Declaring `input_type` and `output_type` allows pipelines to be strung together inside meta-pipelines. So if there a pipeline that converts TypeA to TypeB, and you need TypeA to TypeC, then you only need to create a TypeB to TypeC pipeline. The TypeA to TypeC pipeline just feeds TypeA-to-TypeB into TypeB-to-TypeC.
A pipeline can be run over a dataset using `run_pipeline_serial`, or `load_pipeline`. `run_pipeline_serial` saves the output to disk, while load_pipeline keeps the output in memory. Only pipelines that output protocol buffers can be used in `run_pipeline_serial` since the outputs are saved to TFRecord. If the pipeline's `output_type` is a dictionary, the keys are used as dataset names.

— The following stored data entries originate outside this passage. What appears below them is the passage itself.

fn read_snapshot<T>(
    connection: &mut PgConnection,
    f: impl FnOnce(&mut PgConnection) -> TaskRepositoryResult<T>,
) -> TaskRepositoryResult<T> {
    connection
        .build_transaction()
        .read_only()
        .repeatable_read()
        .run(f)
}

fn ordered(query: BoxedTasks, sort: TaskSort) -> BoxedTasks {
    let ascending = sort.direction() == SortDirection::Asc;
    let sorted = match sort.field() {
        TaskSortField::Id if ascending => query.order(tasks::id.asc()),
        TaskSortField::Id => query.order(tasks::id.desc()),
        TaskSortField::Code if ascending => query.order(tasks::code.asc()),
        TaskSortField::Code => query.order(tasks::code.desc()),
        TaskSortField::Title if ascending => query.order(tasks::title.asc()),
        TaskSortField::Title => query.order(tasks::title.desc()),
        TaskSortField::Status if ascending => query.order(tasks::status.asc()),
        TaskSortField::Status => query.order(tasks::status.desc()),
        TaskSortField::Priority if ascending => query.order(tasks::priority.asc()),
        TaskSortField::Priority => query.order(tasks::priority.desc()),
        TaskSortField::AssignedDate if ascending => query.order(tasks::assigned_date.asc()),
        TaskSortField::AssignedDate => query.order(tasks::assigned_date.desc()),
        TaskSortField::DueDate if ascending => query.order(tasks::due_date.asc()),
        TaskSortField::DueDate => query.order(tasks::due_date.desc()),
        TaskSortField::CreatedAt if ascending => query.order(tasks::created_at.asc()),
        TaskSortField::CreatedAt => query.order(tasks::created_at.desc()),
        TaskSortField::UpdatedAt if ascending => query.order(tasks::updated_at.asc()),
        TaskSortField::UpdatedAt => query.order(tasks::updated_at.desc()),
    };
    sorted.then_order_by(tasks::id.asc())
}

/// Attaches direct child codes to each row, preserving row order.
fn nodes_with_children(
    connection: &mut PgConnection,
    rows: Vec<TaskRow>,
) -> TaskRepositoryResult<Vec<TaskNode>> {
    if rows.is_empty() {
        return Ok(Vec::new());
    }
    let parent_codes: Vec<String> = rows.iter().map(|row| row.code.clone()).collect();
    let links = tasks::table
        .filter(tasks::parent_code.eq_any(parent_codes))
        .order(tasks::id.asc())
        .select((tasks::parent_code, tasks::code))
        .load::<(Option<String>, String)>(connection)?;

    let mut children: HashMap<String, Vec<TaskCode>> = HashMap::new();
    for (parent, child) in links {
        if let Some(parent_code) = parent {
            children
                .entry(parent_code)
                .or_default()
                .push(parse_code(child)?);
        }
    }

    rows.into_iter()
        .map(|row| {
            let child_codes = children.remove(&row.code).unwrap_or_default();
            Ok(TaskNode::new(row_to_task(row)?, child_codes))
        })
        .collect()
}

fn map_write_error(
    err: DieselError,
    code: &TaskCode,
    parent_code: Option<&TaskCode>,
) -> TaskRepositoryError {
    match err {
        DieselError::DatabaseError(DatabaseErrorKind::UniqueViolation, ref info)
            if is_code_unique_violation(info.as_ref()) =>
        {
            TaskRepositoryError::DuplicateCode(code.clone())
        }
        DieselError::DatabaseError(DatabaseErrorKind::ForeignKeyViolation, _) => {
            match parent_code {
                Some(parent) => TaskRepositoryError::ParentNotFound(parent.clone()),
                None => TaskRepositoryError::persistence(err),
            }
        }
        _ => TaskRepositoryError::persistence(err),
    }
}

fn is_code_unique_violation(info: &dyn DatabaseErrorInformation) -> bool {
    info.constraint_name()
        .is_some_and(|name| name == "idx_tasks_code_unique")
}

fn to_new_row(task: &NewTask) -> NewTaskRow {
    let details = task.details();
    NewTaskRow {
        code: task.code().as_str().to_owned(),
        title: details.title().as_str().to_owned(),
        description: details.description().map(str::to_owned),
        status: details.status().as_str().to_owned(),
        assigned_date: details.assigned_date(),
        due_date: details.due_date(),
        creator_id: task.creator_id().map(UserId::value),
        assignee_id: details.assignee_id().map(UserId::value),
        parent_code: task.parent_code().map(|code| code.as_str().to_owned()),
        priority: details.priority().map(str::to_owned),
        tags: details.tags().map(str::to_owned),
        version: Task::INITIAL_VERSION,
        created_at: task.created_at(),
        updated_at: task.updated_at(),
    }
}

fn to_changeset(task: &Task) -> TaskChangeset {
    let details = task.details();
    TaskChangeset {
        title: details.title().as_str().to_owned(),
        description: details.description().map(str::to_owned),
        status: details.status().as_str().to_owned(),
        assigned_date: details.assigned_date(),
        due_date: details.due_date(),
        assignee_id: details.assignee_id().map(UserId::value),
        parent_code: task.parent_code().map(|code| code.as_str().to_owned()),
        priority: details.priority().map(str::to_owned),
        tags: details.tags().map(str::to_owned),
        version: task.version() + 1,
        updated_at: task.updated_at(),
    }
}

fn parse_code(value: String) -> TaskRepositoryResult<TaskCode> {
    TaskCode::parse(value).map_err(TaskRepositoryError::persistence)
}

fn row_to_task(row: TaskRow) -> TaskRepositoryResult<Task> {
    let TaskRow {
        id,
        code,
        title,
        description,
        status,
        assigned_date,
        due_date,
        creator_id,
        assignee_id,
        parent_code,
        priority,
        tags,
        version,
        created_at,
        updated_at,
    } = row;

    let task_title = TaskTitle::new(title).map_err(TaskRepositoryError::persistence)?;
    let task_status =
        TaskStatus::try_from(status.as_str()).map_err(TaskRepositoryError::persistence)?;
    let details = TaskDetails::new(task_title, task_status)
        .with_description(description)
        .with_assigned_date(assigned_date)
        .with_due_date(due_date)
        .with_assignee_id(assignee_id.map(UserId::from_i64))
        .with_priority(priority)
        .with_tags(tags);

    let data = PersistedTaskData {
        id: TaskId::from_i64(id),
        code: parse_code(code)?,
        details,
        creator_id: creator_id.map(UserId::from_i64),
        parent_code: parent_code.map(parse_code).transpose()?,
        version,
        created_at,
        updated_at,
    };
    Ok(Task::from_persisted(data))
}
//! `PostgreSQL` adapters for task hierarchy persistence.

mod models;
mod repository;
mod schema;

pub use repository::{PostgresTaskRepository, TaskPgPool};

Functions are also provided for iteration over input data. `file_iterator` iterates over files in a directory, returning the raw bytes. `tf_record_iterator` iterates over TFRecords, returning protocol buffers.
Note that the pipeline name is prepended to the names of all the statistics in these examples. `Pipeline.get_stats` automatically prepends the pipeline name to the statistic name for each stat.
___Implementing Pipeline___
There are exactly two things a subclass of `Pipeline` is required to do:
1. Call `Pipeline.__init__` from its constructor passing in `input_type`, `output_type`, and `name`.
2. Implement the abstract method `transform`.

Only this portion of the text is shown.